## Given data
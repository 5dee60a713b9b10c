// This Source Code Form is subject to the terms of the Mozilla Public
// License, v. 2.0. If a copy of the MPL was not distributed with this
// file, You can obtain one at http://mozilla.org/MPL/2.0/.

//! Mod matrix: picks a modulation source and destination with the encoders
//! and keeps a table of the mappings the engine reports.
//!
//! Encoder columns, left to right: source category, source, destination
//! device, destination control, depth, set mapping, delete mapping.

use crate::controls::Selector;
use pushpin_osc::{number, MOD_PREFIX, MOD_SOURCE_CATEGORIES, QUERY_ALL_MODS};
use rosc::{OscMessage, OscType};
use tracing::{debug, trace};

pub const CATEGORY_COLUMN: usize = 0;
pub const SOURCE_COLUMN: usize = 1;
pub const DEVICE_COLUMN: usize = 2;
pub const CONTROL_COLUMN: usize = 3;
pub const DEPTH_COLUMN: usize = 4;
pub const SET_COLUMN: usize = 5;
pub const DELETE_COLUMN: usize = 6;

/// Depth resolution: one encoder increment moves the depth by 0.01.
const DEPTH_STEPS: i32 = 100;

/// Neutral depth: sends as zero modulation.
const DEPTH_CENTER: f32 = 0.5;

/// Map a `[0, 1]` knob depth to the engine's `[-1, 1]` range.
pub fn scale_depth(depth: f32) -> f32 {
    (depth - DEPTH_CENTER) * 2.0
}

#[derive(Debug, Clone, PartialEq)]
pub struct Mapping {
    pub source: String,
    pub dest: String,
    pub depth: f32,
}

/// Mappings keyed by `(source, dest)`, in insertion order.
#[derive(Debug, Clone, Default, PartialEq)]
pub struct MappingTable {
    mappings: Vec<Mapping>,
}

impl MappingTable {
    /// Overwrite the depth of an existing mapping or append a new one.
    pub fn upsert(&mut self, source: &str, dest: &str, depth: f32) {
        match self
            .mappings
            .iter_mut()
            .find(|m| m.source == source && m.dest == dest)
        {
            Some(existing) => existing.depth = depth,
            None => self.mappings.push(Mapping {
                source: source.to_string(),
                dest: dest.to_string(),
                depth,
            }),
        }
    }

    /// Remove a mapping. Returns whether one was present.
    pub fn remove(&mut self, source: &str, dest: &str) -> bool {
        let before = self.mappings.len();
        self.mappings
            .retain(|m| !(m.source == source && m.dest == dest));
        self.mappings.len() != before
    }

    #[cfg(test)]
    pub fn get(&self, source: &str, dest: &str) -> Option<&Mapping> {
        self.mappings
            .iter()
            .find(|m| m.source == source && m.dest == dest)
    }

    pub fn iter(&self) -> impl Iterator<Item = &Mapping> {
        self.mappings.iter()
    }

    pub fn len(&self) -> usize {
        self.mappings.len()
    }

    pub fn is_empty(&self) -> bool {
        self.mappings.is_empty()
    }
}

/// A device whose controls may be modulated.
#[derive(Debug, Clone, PartialEq, Eq)]
pub struct ModDestination {
    pub label: String,
    /// `(label, address)` of each modulatable control.
    pub controls: Vec<(String, String)>,
}

/// One line of the mapping list as shown on the display.
#[derive(Debug, Clone, PartialEq)]
pub struct MappingRow {
    pub source: String,
    pub dest: String,
    pub depth: f32,
}

/// The current encoder selections, resolved to labels.
#[derive(Debug, Clone, PartialEq)]
pub struct Selection {
    pub category: &'static str,
    pub source: Option<&'static str>,
    pub device: Option<String>,
    pub control: Option<String>,
    pub depth: f32,
}

#[derive(Debug, Clone, Default)]
pub struct ModMatrixDevice {
    category: Selector,
    source: Selector,
    device: Selector,
    control: Selector,
    depth_steps: i32,
    active: bool,
    table: MappingTable,
}

impl ModMatrixDevice {
    pub fn new() -> Self {
        Self {
            depth_steps: DEPTH_STEPS / 2,
            ..Self::default()
        }
    }

    pub fn label(&self) -> &'static str {
        "Mod Matrix"
    }

    pub fn is_active(&self) -> bool {
        self.active
    }

    pub fn deactivate(&mut self) {
        self.active = false;
    }

    pub fn table(&self) -> &MappingTable {
        &self.table
    }

    /// Knob depth in `[0, 1]`.
    pub fn depth(&self) -> f32 {
        self.depth_steps as f32 / DEPTH_STEPS as f32
    }

    /// Ask the engine for every mapping and mark the matrix active.
    pub fn select(&mut self) -> OscMessage {
        self.active = true;
        OscMessage {
            addr: QUERY_ALL_MODS.to_string(),
            args: Vec::new(),
        }
    }

    pub fn query_all(&self) -> OscMessage {
        OscMessage {
            addr: QUERY_ALL_MODS.to_string(),
            args: vec![OscType::Float(0.0)],
        }
    }

    fn source_address(&self) -> Option<&'static str> {
        MOD_SOURCE_CATEGORIES
            .get(self.category.index())?
            .sources
            .get(self.source.index())
            .map(|s| s.address)
    }

    fn dest_address<'a>(&self, dests: &'a [ModDestination]) -> Option<&'a str> {
        dests
            .get(self.device.index())?
            .controls
            .get(self.control.index())
            .map(|(_, address)| address.as_str())
    }

    pub fn selection(&self, dests: &[ModDestination]) -> Selection {
        let category = MOD_SOURCE_CATEGORIES.get(self.category.index());
        let device = dests.get(self.device.index());
        Selection {
            category: category.map(|c| c.label).unwrap_or(""),
            source: category
                .and_then(|c| c.sources.get(self.source.index()))
                .map(|s| s.label),
            device: device.map(|d| d.label.clone()),
            control: device
                .and_then(|d| d.controls.get(self.control.index()))
                .map(|(label, _)| label.clone()),
            depth: self.depth(),
        }
    }

    /// Turn encoder `column`. Returns the messages to send to the engine.
    pub fn on_encoder(
        &mut self,
        column: usize,
        increment: i32,
        dests: &[ModDestination],
    ) -> Vec<OscMessage> {
        match column {
            CATEGORY_COLUMN => {
                if self.category.rotate(increment, MOD_SOURCE_CATEGORIES.len()) {
                    self.source.reset();
                }
            }
            SOURCE_COLUMN => {
                let len = MOD_SOURCE_CATEGORIES
                    .get(self.category.index())
                    .map(|c| c.sources.len())
                    .unwrap_or(0);
                self.source.rotate(increment, len);
            }
            DEVICE_COLUMN => {
                if self.device.rotate(increment, dests.len()) {
                    self.control.reset();
                }
            }
            CONTROL_COLUMN => {
                let len = dests
                    .get(self.device.index())
                    .map(|d| d.controls.len())
                    .unwrap_or(0);
                self.control.rotate(increment, len);
            }
            DEPTH_COLUMN => {
                self.depth_steps = self
                    .depth_steps
                    .saturating_add(increment)
                    .clamp(0, DEPTH_STEPS);
            }
            SET_COLUMN | DELETE_COLUMN if increment != 0 => {
                let (Some(source), Some(dest)) = (self.source_address(), self.dest_address(dests))
                else {
                    debug!("Mod matrix: no source or destination selected");
                    return Vec::new();
                };
                let depth = if column == SET_COLUMN {
                    scale_depth(self.depth())
                } else {
                    0.0
                };
                if column == SET_COLUMN {
                    self.table.upsert(source, dest, depth);
                    debug!("Mod matrix: {} -> {} at {:.2}", source, dest, depth);
                } else {
                    self.table.remove(source, dest);
                    debug!("Mod matrix: removed {} -> {}", source, dest);
                }
                return vec![OscMessage {
                    addr: source.to_string(),
                    args: vec![OscType::String(dest.to_string()), OscType::Float(depth)],
                }];
            }
            _ => {}
        }
        trace!("Mod matrix selection {:?}", self.selection(dests));
        Vec::new()
    }

    /// Record a mapping reported by the engine as `/mod/... <dest> <depth>`.
    pub fn handle(&mut self, message: &OscMessage) -> bool {
        if !message.addr.starts_with(MOD_PREFIX) {
            return false;
        }
        let dest = match message.args.first() {
            Some(OscType::String(dest)) => dest,
            _ => return false,
        };
        let Some(depth) = message.args.get(1).and_then(number) else {
            return false;
        };
        self.table.upsert(&message.addr, dest, depth);
        true
    }

    /// Display rows. `dest_label` resolves a control address to its label.
    pub fn rows(&self, dest_label: impl Fn(&str) -> Option<String>) -> Vec<MappingRow> {
        self.table
            .iter()
            .map(|m| MappingRow {
                source: pushpin_osc::mod_source_label(&m.source)
                    .map(str::to_string)
                    .unwrap_or_else(|| m.source.clone()),
                dest: dest_label(&m.dest).unwrap_or_else(|| m.dest.clone()),
                depth: (m.depth * 100.0).round() / 100.0,
            })
            .collect()
    }
}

## What to do
Extract all lines from the material above that include the word "engine".

## Result for this exercise
//! and keeps a table of the mappings the engine reports.
/// Map a `[0, 1]` knob depth to the engine's `[-1, 1]` range.
    /// Ask the engine for every mapping and mark the matrix active.
    /// Turn encoder `column`. Returns the messages to send to the engine.
    /// Record a mapping reported by the engine as `/mod/... <dest> <depth>`.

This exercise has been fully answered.